EXERCISE REQUIREMENTS |
Check every line below for the word "SIGTERM" and copy the ones that have it.
Segment Start: EXERCISE INPUT
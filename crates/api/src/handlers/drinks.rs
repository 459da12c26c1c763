//! Handlers for the coffee shop `/drinks` resource.
//!
//! Reads of the short form are public; everything else requires a
//! permission from the caller's bearer token.

use axum::extract::State;
use axum::Json;
use serde::Serialize;
use trio_core::error::CoreError;
use trio_core::types::DbId;
use trio_db::models::drink::{Drink, DrinkInput, DrinkLong, DrinkShort};
use trio_db::repositories::DrinkRepo;

use crate::error::{AppError, AppResult};
use crate::extract::{ApiJson, ApiPath};
use crate::middleware::permission::{
    DeleteDrinks, GetDrinksDetail, PatchDrinks, PostDrinks, RequirePermission,
};
use crate::response::{ok, Envelope};
use crate::state::AppState;

#[derive(Debug, Serialize)]
pub struct DrinksResponse<T: Serialize> {
    pub drinks: Vec<T>,
}

#[derive(Debug, Serialize)]
pub struct DrinkDeleted {
    pub delete: DbId,
}

fn not_found(id: DbId) -> AppError {
    AppError::Core(CoreError::NotFound { entity: "Drink", id })
}

fn unprocessable(msg: &str) -> AppError {
    AppError::Core(CoreError::Unprocessable(msg.to_string()))
}

/// GET /drinks
pub async fn list(
    State(state): State<AppState>,
) -> AppResult<Json<Envelope<DrinksResponse<DrinkShort>>>> {
    let drinks = DrinkRepo::list(&state.pool)
        .await?
        .iter()
        .map(Drink::short)
        .collect::<Result<Vec<_>, _>>()?;
    Ok(ok(DrinksResponse { drinks }))
}

/// GET /drinks-detail
pub async fn list_detail(
    _auth: RequirePermission<GetDrinksDetail>,
    State(state): State<AppState>,
) -> AppResult<Json<Envelope<DrinksResponse<DrinkLong>>>> {
    let drinks = DrinkRepo::list(&state.pool)
        .await?
        .iter()
        .map(Drink::long)
        .collect::<Result<Vec<_>, _>>()?;
    Ok(ok(DrinksResponse { drinks }))
}

/// POST /drinks
///
/// Title and recipe are both required; a duplicate title is a 422.
pub async fn create(
    _auth: RequirePermission<PostDrinks>,
    State(state): State<AppState>,
    ApiJson(input): ApiJson<DrinkInput>,
) -> AppResult<Json<Envelope<DrinksResponse<DrinkLong>>>> {
    let title = input
        .title
        .as_deref()
        .map(str::trim)
        .filter(|t| !t.is_empty())
        .ok_or_else(|| unprocessable("A drink needs a title"))?;
    let recipe = input
        .encoded_recipe()?
        .ok_or_else(|| unprocessable("A drink needs a recipe"))?;

    let drink = DrinkRepo::create(&state.pool, title, &recipe).await?;
    tracing::info!(drink_id = drink.id, title = %drink.title, "Drink created");
    Ok(ok(DrinksResponse {
        drinks: vec![drink.long()?],
    }))
}

/// PATCH /drinks/{id}
pub async fn update(
    _auth: RequirePermission<PatchDrinks>,
    State(state): State<AppState>,
    ApiPath(id): ApiPath<DbId>,
    ApiJson(input): ApiJson<DrinkInput>,
) -> AppResult<Json<Envelope<DrinksResponse<DrinkLong>>>> {
    if input.is_empty() {
        return Err(unprocessable("Provide a title or a recipe to update"));
    }
    let title = input.title.as_deref().map(str::trim);
    if title == Some("") {
        return Err(unprocessable("A drink needs a title"));
    }
    let recipe = input.encoded_recipe()?;

    let drink = DrinkRepo::update(&state.pool, id, title, recipe.as_deref())
        .await?
        .ok_or_else(|| not_found(id))?;
    tracing::info!(drink_id = id, "Drink updated");
    Ok(ok(DrinksResponse {
        drinks: vec![drink.long()?],
    }))
}

/// DELETE /drinks/{id}
pub async fn delete(
    _auth: RequirePermission<DeleteDrinks>,
    State(state): State<AppState>,
    ApiPath(id): ApiPath<DbId>,
) -> AppResult<Json<Envelope<DrinkDeleted>>> {
    if !DrinkRepo::delete(&state.pool, id).await? {
        return Err(not_found(id));
    }
    tracing::info!(drink_id = id, "Drink deleted");
    Ok(ok(DrinkDeleted { delete: id }))
}
use std::sync::Arc;

use crate::auth::TokenVerifier;
use crate::config::ServerConfig;

/// Shared application state available to all Axum handlers via `State<AppState>`.
///
/// This is cheaply cloneable (inner data is behind `Arc` or is already `Clone`).
#[derive(Clone)]
pub struct AppState {
    /// Database connection pool.
    pub pool: trio_db::DbPool,
    /// Server configuration.
    pub config: Arc<ServerConfig>,
    /// Bearer-token verifier; `None` for services without protected routes.
    pub verifier: Option<Arc<TokenVerifier>>,
}
//! Domain logic shared by the trio services.
//!
//! Nothing in this crate touches the network or the database, so every
//! module can be unit-tested in isolation and reused by the repository and
//! HTTP layers alike.

pub mod error;
pub mod genres;
pub mod pagination;
pub mod permissions;
pub mod quiz;
pub mod recipe;
pub mod search;
pub mod service;
pub mod shows;
pub mod types;
//! Sources of the identity provider's JSON Web Key Set.

use async_trait::async_trait;
use jsonwebtoken::jwk::JwkSet;

#[derive(Debug, thiserror::Error)]
pub enum JwksError {
    #[error("failed to fetch JWKS: {0}")]
    Fetch(#[from] reqwest::Error),

    #[error("JWKS endpoint returned status {0}")]
    Status(u16),
}

/// Where the verifier gets its signing keys.
#[async_trait]
pub trait JwksSource: Send + Sync {
    async fn fetch(&self) -> Result<JwkSet, JwksError>;
}

/// Fetches the key set over HTTP on every call.
pub struct HttpJwksSource {
    client: reqwest::Client,
    url: String,
}

impl HttpJwksSource {
    pub fn new(url: impl Into<String>) -> Self {
        Self {
            client: reqwest::Client::new(),
            url: url.into(),
        }
    }
}

#[async_trait]
impl JwksSource for HttpJwksSource {
    async fn fetch(&self) -> Result<JwkSet, JwksError> {
        let response = self.client.get(&self.url).send().await?;
        let status = response.status();
        if !status.is_success() {
            return Err(JwksError::Status(status.as_u16()));
        }
        Ok(response.json::<JwkSet>().await?)
    }
}

/// A fixed key set, for tests and offline setups.
pub struct StaticJwksSource(pub JwkSet);

#[async_trait]
impl JwksSource for StaticJwksSource {
    async fn fetch(&self) -> Result<JwkSet, JwksError> {
        Ok(self.0.clone())
    }
}
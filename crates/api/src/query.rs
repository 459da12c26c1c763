//! Shared query parameter types for API handlers.

use serde::Deserialize;
use trio_core::pagination::DEFAULT_PAGE;

/// `?page=N` for the trivia listings. Pages start at 1.
#[derive(Debug, Deserialize)]
pub struct PageParams {
    pub page: Option<i64>,
}

impl PageParams {
    pub fn page(&self) -> i64 {
        self.page.unwrap_or(DEFAULT_PAGE)
    }
}
//! Handlers for the trivia `/categories` resource.

use std::collections::BTreeMap;

use axum::extract::State;
use axum::Json;
use serde::Serialize;
use trio_core::error::CoreError;
use trio_core::pagination::page_slice;
use trio_core::types::DbId;
use trio_db::models::category::category_map;
use trio_db::models::question::Question;
use trio_db::repositories::{CategoryRepo, QuestionRepo};

use crate::error::{AppError, AppResult};
use crate::extract::{ApiPath, ApiQuery};
use crate::query::PageParams;
use crate::response::{ok, Envelope};
use crate::state::AppState;

#[derive(Debug, Serialize)]
pub struct CategoriesResponse {
    pub categories: BTreeMap<DbId, String>,
}

#[derive(Debug, Serialize)]
pub struct CategoryQuestions {
    pub questions: Vec<Question>,
    pub total_questions: usize,
    pub current_category: DbId,
}

/// GET /categories
pub async fn list(State(state): State<AppState>) -> AppResult<Json<Envelope<CategoriesResponse>>> {
    let categories = CategoryRepo::list(&state.pool).await?;
    if categories.is_empty() {
        return Err(AppError::NotFound("No categories found".into()));
    }
    Ok(ok(CategoriesResponse {
        categories: category_map(&categories),
    }))
}

/// GET /categories/{id}/questions?page=N
pub async fn questions(
    State(state): State<AppState>,
    ApiPath(id): ApiPath<DbId>,
    ApiQuery(params): ApiQuery<PageParams>,
) -> AppResult<Json<Envelope<CategoryQuestions>>> {
    if CategoryRepo::find_by_id(&state.pool, id).await?.is_none() {
        return Err(AppError::Core(CoreError::NotFound {
            entity: "Category",
            id,
        }));
    }

    let questions = QuestionRepo::list_by_category(&state.pool, id).await?;
    let page = page_slice(&questions, params.page());
    if page.is_empty() {
        return Err(AppError::NotFound(format!(
            "No questions on page {} of category {id}",
            params.page()
        )));
    }

    Ok(ok(CategoryQuestions {
        questions: page.to_vec(),
        total_questions: questions.len(),
        current_category: id,
    }))
}
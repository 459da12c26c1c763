//! Process bootstrap shared by the three service binaries.

use std::net::SocketAddr;
use std::sync::Arc;

use anyhow::Context;
use trio_core::service::Service;
use tracing_subscriber::{layer::SubscriberExt, util::SubscriberInitExt};

use crate::auth::TokenVerifier;
use crate::config::{ConfigError, ServerConfig};
use crate::router::build_app_router;
use crate::state::AppState;

/// Load configuration, connect, migrate and serve `service` until a
/// shutdown signal arrives.
pub async fn run(service: Service) -> anyhow::Result<()> {
    dotenvy::dotenv().ok();
    init_tracing();

    // --- Configuration ---
    let config = ServerConfig::from_env(service)?;
    tracing::info!(
        %service,
        host = %config.host,
        port = config.port,
        "Loaded server configuration"
    );

    // --- Database ---
    let database_url =
        std::env::var("DATABASE_URL").map_err(|_| ConfigError::Missing("DATABASE_URL"))?;

    let pool = trio_db::create_pool(&database_url, config.db_max_connections)
        .await
        .context("Failed to connect to database")?;
    tracing::info!("Database connection pool created");

    trio_db::health_check(&pool)
        .await
        .context("Database health check failed")?;

    trio_db::run_migrations(&pool, service)
        .await
        .context("Failed to run database migrations")?;
    tracing::info!("Database migrations applied");

    // --- Token verification ---
    let verifier = config.auth.as_ref().map(|auth| {
        tracing::info!(jwks_url = %auth.jwks_url, audience = %auth.audience, "Token verification enabled");
        Arc::new(TokenVerifier::from_config(auth))
    });

    // --- App state ---
    let state = AppState {
        pool,
        config: Arc::new(config.clone()),
        verifier,
    };
    let app = build_app_router(state, &config);

    // --- Start server ---
    let host = config.host.parse().context("Invalid HOST address")?;
    let addr = SocketAddr::new(host, config.port);
    tracing::info!(%addr, "Starting server");

    let listener = tokio::net::TcpListener::bind(addr)
        .await
        .with_context(|| format!("Failed to bind to {addr}"))?;

    axum::serve(listener, app)
        .with_graceful_shutdown(shutdown_signal())
        .await
        .context("Server error")?;

    tracing::info!("Graceful shutdown complete");
    Ok(())
}

/// `RUST_LOG` overrides the default filter; `LOG_FORMAT=json` switches to
/// JSON lines.
fn init_tracing() {
    let json = std::env::var("LOG_FORMAT").is_ok_and(|f| f.eq_ignore_ascii_case("json"));

    tracing_subscriber::registry()
        .with(
            tracing_subscriber::EnvFilter::try_from_default_env()
                .unwrap_or_else(|_| "trio_api=debug,tower_http=debug".into()),
        )
        .with(json.then(|| tracing_subscriber::fmt::layer().json()))
        .with((!json).then(tracing_subscriber::fmt::layer))
        .init();
}

/// Wait for SIGINT (Ctrl-C) or, on Unix, SIGTERM.
async fn shutdown_signal() {
    let ctrl_c = async {
        if let Err(e) = tokio::signal::ctrl_c().await {
            tracing::error!(error = %e, "Failed to listen for Ctrl-C");
            std::future::pending::<()>().await;
        }
    };

    #[cfg(unix)]
    let terminate = async {
        match tokio::signal::unix::signal(tokio::signal::unix::SignalKind::terminate()) {
            Ok(mut signal) => {
                signal.recv().await;
            }
            Err(e) => {
                tracing::error!(error = %e, "Failed to install SIGTERM handler");
                std::future::pending::<()>().await;
            }
        }
    };

    #[cfg(not(unix))]
    let terminate = std::future::pending::<()>();

    tokio::select! {
        () = ctrl_c => {
            tracing::info!("Received SIGINT (Ctrl-C), starting graceful shutdown");
        }
        () = terminate => {
            tracing::info!("Received SIGTERM, starting graceful shutdown");
        }
    }
}
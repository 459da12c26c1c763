//! Request extractors whose rejections render as the failure envelope.
//!
//! Axum's own `Json`, `Query` and `Path` reject with plain-text bodies; these
//! wrappers route the rejection through [`AppError`] instead.

use axum::extract::{FromRequest, FromRequestParts};

use crate::error::AppError;

/// JSON request body. Malformed or mistyped bodies are a 400.
#[derive(Debug, FromRequest)]
#[from_request(via(axum::Json), rejection(AppError))]
pub struct ApiJson<T>(pub T);

/// Query string. Unparsable parameters are a 400.
#[derive(Debug, FromRequestParts)]
#[from_request(via(axum::extract::Query), rejection(AppError))]
pub struct ApiQuery<T>(pub T);

/// Path parameters. A non-numeric id is a 404.
#[derive(Debug, FromRequestParts)]
#[from_request(via(axum::extract::Path), rejection(AppError))]
pub struct ApiPath<T>(pub T);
Segment End: EXERCISE INPUT
RESULT FOR THIS EXERCISE |
/// Wait for SIGINT (Ctrl-C) or, on Unix, SIGTERM.
                tracing::error!(error = %e, "Failed to install SIGTERM handler");
            tracing::info!("Received SIGTERM, starting graceful shutdown");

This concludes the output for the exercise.